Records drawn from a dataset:
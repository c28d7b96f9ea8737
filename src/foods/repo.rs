use async_trait::async_trait;
use sqlx::PgPool;

use crate::{
    error::AppError,
    foods::repo_types::{Food, NewFood},
};

#[async_trait]
pub trait FoodRepo: Send + Sync {
    /// All foods ordered by id ascending.
    async fn list(&self) -> Result<Vec<Food>, AppError>;
    async fn get(&self, id: i64) -> Result<Option<Food>, AppError>;
    async fn find_by_name(&self, name: &str) -> Result<Option<Food>, AppError>;
    /// Insert unless the name is taken. `None` means a food with that name
    /// already exists and nothing was written.
    async fn insert(&self, food: NewFood) -> Result<Option<Food>, AppError>;
    async fn count(&self) -> Result<i64, AppError>;
    /// Insert all foods in one transaction, in order.
    async fn insert_many(&self, foods: Vec<NewFood>) -> Result<u64, AppError>;
}

#[derive(Clone)]
pub struct PgFoodRepo {
    db: PgPool,
}

impl PgFoodRepo {
    pub fn new(db: PgPool) -> Self {
        Self { db }
    }
}

#[async_trait]
impl FoodRepo for PgFoodRepo {
    async fn list(&self) -> Result<Vec<Food>, AppError> {
        let rows = sqlx::query_as::<_, Food>(
            r#"
            SELECT id, name, calories_per_100g
            FROM foods
            ORDER BY id ASC
            "#,
        )
        .fetch_all(&self.db)
        .await?;
        Ok(rows)
    }

    async fn get(&self, id: i64) -> Result<Option<Food>, AppError> {
        let row = sqlx::query_as::<_, Food>(
            r#"SELECT id, name, calories_per_100g FROM foods WHERE id = $1"#,
        )
        .bind(id)
        .fetch_optional(&self.db)
        .await?;
        Ok(row)
    }

    async fn find_by_name(&self, name: &str) -> Result<Option<Food>, AppError> {
        let row = sqlx::query_as::<_, Food>(
            r#"SELECT id, name, calories_per_100g FROM foods WHERE name = $1"#,
        )
        .bind(name)
        .fetch_optional(&self.db)
        .await?;
        Ok(row)
    }

    async fn insert(&self, food: NewFood) -> Result<Option<Food>, AppError> {
        let row = sqlx::query_as::<_, Food>(
            r#"
            INSERT INTO foods (name, calories_per_100g)
            VALUES ($1, $2)
            ON CONFLICT (name) DO NOTHING
            RETURNING id, name, calories_per_100g
            "#,
        )
        .bind(&food.name)
        .bind(food.calories_per_100g)
        .fetch_optional(&self.db)
        .await?;
        Ok(row)
    }

    async fn count(&self) -> Result<i64, AppError> {
        let (n,): (i64,) = sqlx::query_as("SELECT COUNT(*) FROM foods")
            .fetch_one(&self.db)
            .await?;
        Ok(n)
    }

    async fn insert_many(&self, foods: Vec<NewFood>) -> Result<u64, AppError> {
        let mut tx = self.db.begin().await?;
        let mut inserted = 0;
        for food in &foods {
            let res = sqlx::query(
                r#"
                INSERT INTO foods (name, calories_per_100g)
                VALUES ($1, $2)
                ON CONFLICT (name) DO NOTHING
                "#,
            )
            .bind(&food.name)
            .bind(food.calories_per_100g)
            .execute(&mut *tx)
            .await?;
            inserted += res.rows_affected();
        }
        tx.commit().await?;
        Ok(inserted)
    }
}
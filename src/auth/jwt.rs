use std::time::Duration;

use axum::extract::FromRef;
use jsonwebtoken::{decode, encode, DecodingKey, EncodingKey, Header, Validation};
use time::{Duration as TimeDuration, OffsetDateTime};
use tracing::debug;

use crate::{
    auth::claims::{Claims, TokenKind},
    config::JwtConfig,
    state::AppState,
};

/// Holds JWT signing and verification keys with config data.
#[derive(Clone)]
pub struct JwtKeys {
    pub encoding: EncodingKey,
    pub decoding: DecodingKey,
    pub issuer: String,
    pub audience: String,
    pub access_ttl: Duration,
    pub refresh_ttl: Duration,
}

impl From<&JwtConfig> for JwtKeys {
    fn from(cfg: &JwtConfig) -> Self {
        Self {
            encoding: EncodingKey::from_secret(cfg.secret.as_bytes()),
            decoding: DecodingKey::from_secret(cfg.secret.as_bytes()),
            issuer: cfg.issuer.clone(),
            audience: cfg.audience.clone(),
            access_ttl: minutes(cfg.ttl_minutes),
            refresh_ttl: minutes(cfg.refresh_ttl_minutes),
        }
    }
}

fn minutes(m: i64) -> Duration {
    Duration::from_secs(u64::try_from(m).unwrap_or(0).saturating_mul(60))
}

impl FromRef<AppState> for JwtKeys {
    fn from_ref(state: &AppState) -> Self {
        JwtKeys::from(&state.config.jwt)
    }
}

impl JwtKeys {
    fn sign_with_kind(&self, user_id: i64, kind: TokenKind) -> anyhow::Result<String> {
        let now = OffsetDateTime::now_utc();
        let ttl = match kind {
            TokenKind::Access => self.access_ttl,
            TokenKind::Refresh => self.refresh_ttl,
        };
        let exp = i64::try_from(ttl.as_secs())
            .ok()
            .and_then(|secs| now.checked_add(TimeDuration::seconds(secs)))
            .ok_or_else(|| anyhow::anyhow!("token lifetime out of range"))?;
        let claims = Claims {
            sub: user_id,
            iat: now.unix_timestamp() as usize,
            exp: exp.unix_timestamp() as usize,
            iss: self.issuer.clone(),
            aud: self.audience.clone(),
            kind,
        };
        let token = encode(&Header::default(), &claims, &self.encoding)?;
        debug!(user_id, kind = ?kind, "jwt signed");
        Ok(token)
    }

    pub fn sign_access(&self, user_id: i64) -> anyhow::Result<String> {
        self.sign_with_kind(user_id, TokenKind::Access)
    }

    pub fn sign_refresh(&self, user_id: i64) -> anyhow::Result<String> {
        self.sign_with_kind(user_id, TokenKind::Refresh)
    }

    pub fn verify(&self, token: &str) -> anyhow::Result<Claims> {
        let mut validation = Validation::default();
        validation.set_audience(std::slice::from_ref(&self.audience));
        validation.set_issuer(std::slice::from_ref(&self.issuer));
        let data = decode::<Claims>(token, &self.decoding, &validation)?;
        debug!(user_id = data.claims.sub, kind = ?data.claims.kind, "jwt verified");
        Ok(data.claims)
    }

    pub fn verify_access(&self, token: &str) -> anyhow::Result<Claims> {
        let claims = self.verify(token)?;
        if claims.kind != TokenKind::Access {
            anyhow::bail!("access token required");
        }
        Ok(claims)
    }

    pub fn verify_refresh(&self, token: &str) -> anyhow::Result<Claims> {
        let claims = self.verify(token)?;
        if claims.kind != TokenKind::Refresh {
            anyhow::bail!("not a refresh token");
        }
        Ok(claims)
    }
}
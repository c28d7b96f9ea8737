use tracing::{info, warn};

use crate::{
    error::AppError,
    foods::{repo::FoodRepo, services::get_food},
    meals::{
        repo::MealRepo,
        repo_types::{Meal, MealEntry, NewMeal},
    },
};

/// `floor(calories_per_100g * grams / 100)`. Fractional calories are dropped.
pub fn calories_for(calories_per_100g: i32, grams: i32) -> Result<i32, AppError> {
    if grams <= 0 {
        return Err(AppError::InvalidQuantity);
    }
    let kcal = i64::from(calories_per_100g.max(0)) * i64::from(grams) / 100;
    i32::try_from(kcal).map_err(|_| AppError::InvalidQuantity)
}

pub async fn add_meal(
    foods: &dyn FoodRepo,
    meals: &dyn MealRepo,
    user_id: i64,
    food_id: i64,
    grams: i32,
) -> Result<Meal, AppError> {
    if grams <= 0 {
        warn!(user_id, food_id, grams, "rejected non-positive quantity");
        return Err(AppError::InvalidQuantity);
    }
    let food = get_food(foods, food_id).await.map_err(|e| {
        if matches!(e, AppError::NotFound(_)) {
            warn!(user_id, food_id, "meal for unknown food");
        }
        e
    })?;
    let calories = calories_for(food.calories_per_100g, grams)?;

    let meal = meals
        .insert(NewMeal {
            user_id,
            food_id: food.id,
            grams,
            calories,
        })
        .await?;

    info!(meal_id = meal.id, user_id, food = %food.name, grams, calories, "meal added");
    Ok(meal)
}

pub async fn list_for_user(meals: &dyn MealRepo, user_id: i64) -> Result<Vec<MealEntry>, AppError> {
    meals.list_for_user(user_id).await
}

pub async fn total_calories(meals: &dyn MealRepo, user_id: i64) -> Result<i64, AppError> {
    meals.total_calories(user_id).await
}
use axum::{
    extract::State,
    http::StatusCode,
    routing::get,
    Json, Router,
};
use tracing::instrument;

use crate::{
    auth::{extractors::AuthUser, services::require_admin},
    error::AppError,
    extract::AppJson,
    foods::{
        dto::{AddFoodForm, AddFoodRequest, AddFoodResponse, FlashStatus, FoodList},
        services::{add_food, list_foods, AddFoodOutcome},
    },
    state::AppState,
};

const DASHBOARD_DENIED: &str = "Access denied! Only admin can access this page.";
const ADD_FOOD_DENIED: &str = "Access denied! Only admin can add foods.";

pub fn admin_routes() -> Router<AppState> {
    Router::new()
        .route("/admin", get(admin_dashboard))
        .route("/admin/add_food", get(add_food_form).post(admin_add_food))
}

#[instrument(skip_all, fields(user_id = user.id))]
pub async fn admin_dashboard(
    State(state): State<AppState>,
    AuthUser(user): AuthUser,
) -> Result<Json<FoodList>, AppError> {
    require_admin(&user, DASHBOARD_DENIED)?;
    let foods = list_foods(state.foods.as_ref()).await?;
    Ok(Json(FoodList { foods }))
}

#[instrument(skip_all, fields(user_id = user.id))]
pub async fn add_food_form(AuthUser(user): AuthUser) -> Result<Json<AddFoodForm>, AppError> {
    require_admin(&user, ADD_FOOD_DENIED)?;
    Ok(Json(AddFoodForm {
        fields: ["name", "calories"],
    }))
}

#[instrument(skip(state, user), fields(user_id = user.id))]
pub async fn admin_add_food(
    State(state): State<AppState>,
    AuthUser(user): AuthUser,
    AppJson(payload): AppJson<AddFoodRequest>,
) -> Result<(StatusCode, Json<AddFoodResponse>), AppError> {
    require_admin(&user, ADD_FOOD_DENIED)?;

    let outcome = add_food(state.foods.as_ref(), &payload.name, payload.calories).await?;
    let res = match outcome {
        AddFoodOutcome::Added(food) => (
            StatusCode::CREATED,
            Json(AddFoodResponse {
                status: FlashStatus::Success,
                message: "Food added successfully!",
                food,
            }),
        ),
        AddFoodOutcome::AlreadyExists(food) => (
            StatusCode::OK,
            Json(AddFoodResponse {
                status: FlashStatus::Warning,
                message: "Food already exists!",
                food,
            }),
        ),
    };
    Ok(res)
}
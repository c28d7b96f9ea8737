mod app;
mod auth;
mod config;
mod db;
mod error;
mod extract;
mod foods;
mod meals;
#[cfg(test)]
mod memory;
mod seed;
mod state;

use crate::state::AppState;

#[tokio::main]
async fn main() -> anyhow::Result<()> {
    dotenvy::dotenv().ok();

    let env_filter = std::env::var("RUST_LOG")
        .unwrap_or_else(|_| "caltrack=debug,axum=info,tower_http=info".to_string());
    let json_logs = std::env::var("LOG_FORMAT")
        .map(|v| v == "json")
        .unwrap_or(false);

    if json_logs {
        tracing_subscriber::fmt()
            .with_env_filter(env_filter)
            .with_target(false)
            .json()
            .init();
    } else {
        tracing_subscriber::fmt().with_env_filter(env_filter).init();
    }

    let app_state = AppState::init().await?;

    seed::ensure_admin_seed(app_state.users.as_ref(), &app_state.config.seed).await?;
    seed::ensure_food_seed(app_state.foods.as_ref()).await?;

    let app = app::build_app(app_state);
    app::serve(app).await
}
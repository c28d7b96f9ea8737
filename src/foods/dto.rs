use serde::{Deserialize, Serialize};

use crate::foods::repo_types::Food;

#[derive(Debug, Serialize)]
pub struct FoodList {
    pub foods: Vec<Food>,
}

#[derive(Debug, Deserialize)]
pub struct AddFoodRequest {
    pub name: String,
    pub calories: i32,
}

#[derive(Debug, Clone, Copy, PartialEq, Eq, Serialize)]
#[serde(rename_all = "lowercase")]
pub enum FlashStatus {
    Success,
    Warning,
}

/// The add-food form is redisplayed after every submission with this flash.
#[derive(Debug, Serialize)]
pub struct AddFoodResponse {
    pub status: FlashStatus,
    pub message: &'static str,
    pub food: Food,
}

#[derive(Debug, Serialize)]
pub struct AddFoodForm {
    pub fields: [&'static str; 2],
}
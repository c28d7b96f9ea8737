use axum::{
    async_trait,
    extract::{FromRef, FromRequestParts},
    http::{header, request::Parts},
};
use axum_extra::extract::cookie::{Cookie, CookieJar, SameSite};
use tracing::warn;

use super::{jwt::JwtKeys, repo_types::User};
use crate::{error::AppError, state::AppState};

pub const SESSION_COOKIE: &str = "session";

/// The authenticated user, reloaded from the directory on every request.
pub struct AuthUser(pub User);

#[async_trait]
impl FromRequestParts<AppState> for AuthUser {
    type Rejection = AppError;

    async fn from_request_parts(
        parts: &mut Parts,
        state: &AppState,
    ) -> Result<Self, Self::Rejection> {
        let token = bearer_token(parts)
            .or_else(|| session_cookie(parts))
            .ok_or(AppError::Unauthenticated)?;

        let keys = JwtKeys::from_ref(state);
        let claims = keys.verify_access(&token).map_err(|e| {
            warn!(error = %e, "invalid or expired token");
            AppError::Unauthenticated
        })?;

        let user = state
            .users
            .find_by_id(claims.sub)
            .await?
            .ok_or_else(|| {
                warn!(user_id = claims.sub, "token for unknown user");
                AppError::Unauthenticated
            })?;

        Ok(AuthUser(user))
    }
}

fn bearer_token(parts: &Parts) -> Option<String> {
    let auth = parts
        .headers
        .get(header::AUTHORIZATION)
        .and_then(|h| h.to_str().ok())?;
    auth.strip_prefix("Bearer ")
        .or_else(|| auth.strip_prefix("bearer "))
        .map(|t| t.trim().to_string())
}

fn session_cookie(parts: &Parts) -> Option<String> {
    CookieJar::from_headers(&parts.headers)
        .get(SESSION_COOKIE)
        .map(|c| c.value().to_string())
        .filter(|v| !v.is_empty())
}

/// Store the access token in an `HttpOnly` cookie for browser clients.
pub fn with_session_cookie(jar: CookieJar, token: String, max_age_secs: u64) -> CookieJar {
    let max_age = time::Duration::seconds(i64::try_from(max_age_secs).unwrap_or(i64::MAX));
    jar.add(
        Cookie::build((SESSION_COOKIE, token))
            .http_only(true)
            .same_site(SameSite::Lax)
            .path("/")
            .max_age(max_age),
    )
}

pub fn without_session_cookie(jar: CookieJar) -> CookieJar {
    jar.remove(Cookie::build(SESSION_COOKIE).path("/"))
}
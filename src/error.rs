use axum::{
    http::StatusCode,
    response::{IntoResponse, Response},
    Json,
};
use serde::Serialize;
use thiserror::Error;
use tracing::error;

#[derive(Error, Debug)]
pub enum AppError {
    #[error("Email already registered")]
    DuplicateEmail,

    #[error("Username already taken")]
    DuplicateUsername,

    #[error("Login failed! Check email and password")]
    InvalidCredentials,

    #[error("{0} not found")]
    NotFound(&'static str),

    #[error("Grams must be greater than zero")]
    InvalidQuantity,

    #[error("Calories per 100g must not be negative")]
    InvalidCalories,

    #[error("{0}")]
    Validation(String),

    #[error("Please log in to access this page")]
    Unauthenticated,

    #[error("{0}")]
    Denied(String),

    #[error("Storage unavailable")]
    StorageUnavailable(#[source] sqlx::Error),

    #[error("Internal error: {0}")]
    Internal(#[from] anyhow::Error),
}

impl From<sqlx::Error> for AppError {
    fn from(e: sqlx::Error) -> Self {
        if crate::db::value_too_long(&e) {
            return AppError::Validation("Value too long".into());
        }
        AppError::StorageUnavailable(e)
    }
}

#[derive(Debug, Serialize)]
pub struct ErrorBody {
    pub error: &'static str,
    pub message: String,
    #[serde(skip_serializing_if = "Option::is_none")]
    pub redirect_to: Option<&'static str>,
}

impl AppError {
    pub fn status(&self) -> StatusCode {
        match self {
            AppError::DuplicateEmail | AppError::DuplicateUsername => StatusCode::CONFLICT,
            AppError::InvalidCredentials | AppError::Unauthenticated => StatusCode::UNAUTHORIZED,
            AppError::NotFound(_) => StatusCode::NOT_FOUND,
            AppError::InvalidQuantity | AppError::InvalidCalories | AppError::Validation(_) => {
                StatusCode::UNPROCESSABLE_ENTITY
            }
            AppError::Denied(_) => StatusCode::FORBIDDEN,
            AppError::StorageUnavailable(_) => StatusCode::SERVICE_UNAVAILABLE,
            AppError::Internal(_) => StatusCode::INTERNAL_SERVER_ERROR,
        }
    }

    pub fn code(&self) -> &'static str {
        match self {
            AppError::DuplicateEmail => "duplicate_email",
            AppError::DuplicateUsername => "duplicate_username",
            AppError::InvalidCredentials => "invalid_credentials",
            AppError::NotFound(_) => "not_found",
            AppError::InvalidQuantity => "invalid_quantity",
            AppError::InvalidCalories => "invalid_calories",
            AppError::Validation(_) => "validation",
            AppError::Unauthenticated => "unauthenticated",
            AppError::Denied(_) => "denied",
            AppError::StorageUnavailable(_) => "storage_unavailable",
            AppError::Internal(_) => "internal",
        }
    }

    fn redirect_to(&self) -> Option<&'static str> {
        match self {
            AppError::Unauthenticated => Some("/login"),
            AppError::Denied(_) => Some("/dashboard"),
            _ => None,
        }
    }
}

impl IntoResponse for AppError {
    fn into_response(self) -> Response {
        let status = self.status();
        // Storage and internal details stay in the logs.
        let message = match &self {
            AppError::StorageUnavailable(e) => {
                error!(error = %e, "storage unavailable");
                "Service temporarily unavailable".to_string()
            }
            AppError::Internal(e) => {
                error!(error = %e, "internal error");
                "Something went wrong".to_string()
            }
            other => other.to_string(),
        };
        let body = ErrorBody {
            error: self.code(),
            message,
            redirect_to: self.redirect_to(),
        };
        (status, Json(body)).into_response()
    }
}
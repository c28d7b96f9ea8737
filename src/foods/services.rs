use tracing::{info, warn};

use crate::{
    db::MAX_TEXT_LEN,
    error::AppError,
    foods::{
        repo::FoodRepo,
        repo_types::{Food, NewFood},
    },
};

/// Result of adding a food. A taken name is a warning for the admin, not an error.
#[derive(Debug, Clone, PartialEq, Eq)]
pub enum AddFoodOutcome {
    Added(Food),
    /// Carries the untouched existing row.
    AlreadyExists(Food),
}

pub async fn list_foods(foods: &dyn FoodRepo) -> Result<Vec<Food>, AppError> {
    foods.list().await
}

pub async fn get_food(foods: &dyn FoodRepo, id: i64) -> Result<Food, AppError> {
    foods.get(id).await?.ok_or(AppError::NotFound("Food"))
}

pub async fn add_food(
    foods: &dyn FoodRepo,
    name: &str,
    calories_per_100g: i32,
) -> Result<AddFoodOutcome, AppError> {
    let name = name.trim();
    if name.is_empty() {
        return Err(AppError::Validation("Food name is required".into()));
    }
    if name.chars().count() > MAX_TEXT_LEN {
        return Err(AppError::Validation("Food name too long".into()));
    }
    if calories_per_100g < 0 {
        return Err(AppError::InvalidCalories);
    }

    if let Some(existing) = foods.find_by_name(name).await? {
        warn!(name, food_id = existing.id, "food already exists");
        return Ok(AddFoodOutcome::AlreadyExists(existing));
    }

    let inserted = foods
        .insert(NewFood {
            name: name.to_string(),
            calories_per_100g,
        })
        .await?;

    match inserted {
        Some(food) => {
            info!(food_id = food.id, name = %food.name, calories_per_100g, "food added");
            Ok(AddFoodOutcome::Added(food))
        }
        // Lost a race with a concurrent insert of the same name.
        None => {
            warn!(name, "food already exists");
            let existing = foods
                .find_by_name(name)
                .await?
                .ok_or(AppError::NotFound("Food"))?;
            Ok(AddFoodOutcome::AlreadyExists(existing))
        }
    }
}
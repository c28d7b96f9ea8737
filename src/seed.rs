//! First-run bootstrap: the seed admin account and the reference food list.
//! Both steps are check-then-create and safe to run on every start.

use tracing::{debug, info};

use crate::{
    auth::{
        password::hash_password,
        repo::UserRepo,
        repo_types::{NewUser, User},
        services::normalize_email,
    },
    config::SeedConfig,
    error::AppError,
    foods::{repo::FoodRepo, repo_types::NewFood},
};

pub const DEFAULT_FOODS: [(&str, i32); 25] = [
    ("Rice", 130),
    ("Chicken", 239),
    ("Apple", 52),
    ("Milk", 42),
    ("Bread", 265),
    ("Egg", 155),
    ("Banana", 89),
    ("Potato", 77),
    ("Cheese", 402),
    ("Fish", 206),
    ("Oats", 389),
    ("Yogurt", 59),
    ("Tomato", 18),
    ("Cucumber", 16),
    ("Carrot", 41),
    ("Spinach", 23),
    ("Pasta", 131),
    ("Beef", 250),
    ("Pork", 242),
    ("Lentils", 116),
    ("Almonds", 579),
    ("Peanuts", 567),
    ("Walnuts", 654),
    ("Avocado", 160),
    ("Mango", 60),
];

/// Create the admin account unless one with the seed email exists.
/// Returns the new user, or `None` when nothing was done.
pub async fn ensure_admin_seed(
    users: &dyn UserRepo,
    seed: &SeedConfig,
) -> Result<Option<User>, AppError> {
    let email = normalize_email(&seed.admin_email);
    if users.find_by_email(&email).await?.is_some() {
        debug!(%email, "admin seed present");
        return Ok(None);
    }

    let password_hash = hash_password(&seed.admin_password)?;
    let admin = users
        .create(NewUser {
            username: seed.admin_username.clone(),
            email,
            password_hash,
            is_admin: true,
        })
        .await?;

    info!(user_id = admin.id, email = %admin.email, "admin user created");
    Ok(Some(admin))
}

/// Insert the reference foods when the catalog is empty. Returns rows inserted.
pub async fn ensure_food_seed(foods: &dyn FoodRepo) -> Result<u64, AppError> {
    if foods.count().await? > 0 {
        debug!("food catalog already populated");
        return Ok(0);
    }

    let batch = DEFAULT_FOODS
        .iter()
        .map(|(name, kcal)| NewFood {
            name: (*name).to_string(),
            calories_per_100g: *kcal,
        })
        .collect();
    let inserted = foods.insert_many(batch).await?;

    info!(inserted, "default foods inserted");
    Ok(inserted)
}

#[cfg(test)]
mod tests {
    use super::*;
    use crate::{auth::services::authenticate, foods::services::add_food, memory::MemoryStore};

    fn seed_config() -> SeedConfig {
        SeedConfig {
            admin_email: "admin@example.com".into(),
            admin_username: "Admin".into(),
            admin_password: "Ani@1112".into(),
        }
    }

    #[tokio::test]
    async fn admin_seed_is_idempotent() {
        let store = MemoryStore::new();
        let cfg = seed_config();

        let created = ensure_admin_seed(&store, &cfg).await.unwrap();
        assert!(created.is_some_and(|u| u.is_admin));
        assert!(ensure_admin_seed(&store, &cfg).await.unwrap().is_none());
        assert_eq!(store.user_count(), 1);

        let admin = authenticate(&store, "admin@example.com", "Ani@1112")
            .await
            .unwrap();
        assert!(admin.is_admin);
        assert_eq!(admin.username, "Admin");
    }

    #[tokio::test]
    async fn food_seed_fills_empty_catalog_in_order() {
        let store = MemoryStore::new();
        assert_eq!(ensure_food_seed(&store).await.unwrap(), 25);

        let seeded: Vec<(String, i32)> = store
            .list()
            .await
            .unwrap()
            .into_iter()
            .map(|f| (f.name, f.calories_per_100g))
            .collect();
        let expected: Vec<(String, i32)> = [
            ("Rice", 130),
            ("Chicken", 239),
            ("Apple", 52),
            ("Milk", 42),
            ("Bread", 265),
            ("Egg", 155),
            ("Banana", 89),
            ("Potato", 77),
            ("Cheese", 402),
            ("Fish", 206),
            ("Oats", 389),
            ("Yogurt", 59),
            ("Tomato", 18),
            ("Cucumber", 16),
            ("Carrot", 41),
            ("Spinach", 23),
            ("Pasta", 131),
            ("Beef", 250),
            ("Pork", 242),
            ("Lentils", 116),
            ("Almonds", 579),
            ("Peanuts", 567),
            ("Walnuts", 654),
            ("Avocado", 160),
            ("Mango", 60),
        ]
        .into_iter()
        .map(|(name, kcal)| (name.to_string(), kcal))
        .collect();
        assert_eq!(seeded, expected);

        assert_eq!(ensure_food_seed(&store).await.unwrap(), 0);
        assert_eq!(store.list().await.unwrap().len(), 25);
    }

    #[tokio::test]
    async fn food_seed_skips_non_empty_catalog() {
        let store = MemoryStore::new();
        add_food(&store, "Kiwi", 61).await.unwrap();
        assert_eq!(ensure_food_seed(&store).await.unwrap(), 0);
        assert_eq!(store.list().await.unwrap().len(), 1);
    }
}
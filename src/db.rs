use anyhow::Context;
use sqlx::{postgres::PgPoolOptions, PgPool};

use crate::config::AppConfig;

/// Character limit of the `VARCHAR(100)` text columns.
pub const MAX_TEXT_LEN: usize = 100;

pub async fn connect(config: &AppConfig) -> anyhow::Result<PgPool> {
    let pool = PgPoolOptions::new()
        .max_connections(config.db_max_connections)
        .connect(&config.database_url)
        .await
        .context("connect to database")?;
    Ok(pool)
}

pub async fn migrate(pool: &PgPool) -> anyhow::Result<()> {
    sqlx::migrate!("./migrations")
        .run(pool)
        .await
        .context("run migrations")?;
    Ok(())
}

/// Name of the violated constraint when `e` is a unique violation.
pub fn unique_violation(e: &sqlx::Error) -> Option<String> {
    let db_err = e.as_database_error()?;
    if !db_err.is_unique_violation() {
        return None;
    }
    Some(db_err.constraint().unwrap_or_default().to_string())
}

/// SQLSTATE 22001: a string did not fit its column.
pub fn value_too_long(e: &sqlx::Error) -> bool {
    e.as_database_error()
        .and_then(|d| d.code())
        .is_some_and(|code| code == "22001")
}
mod dto;
pub mod handlers;
pub mod repo;
pub mod repo_types;
pub mod services;

use crate::state::AppState;
use axum::Router;

pub fn router() -> Router<AppState> {
    handlers::admin_routes()
}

*Brief*: Write out word for word only the lines from the start of the entries down to the line with "async fn list(&self) -> Result<Vec<Food>, AppError>;", please, including both ends.

*Written response*:
repository c28d7b96f9ea8737
filename src/foods/repo.rs
use async_trait::async_trait;
use sqlx::PgPool;

use crate::{
    error::AppError,
    foods::repo_types::{Food, NewFood},
};

#[async_trait]
pub trait FoodRepo: Send + Sync {
    /// All foods ordered by id ascending.
    async fn list(&self) -> Result<Vec<Food>, AppError>;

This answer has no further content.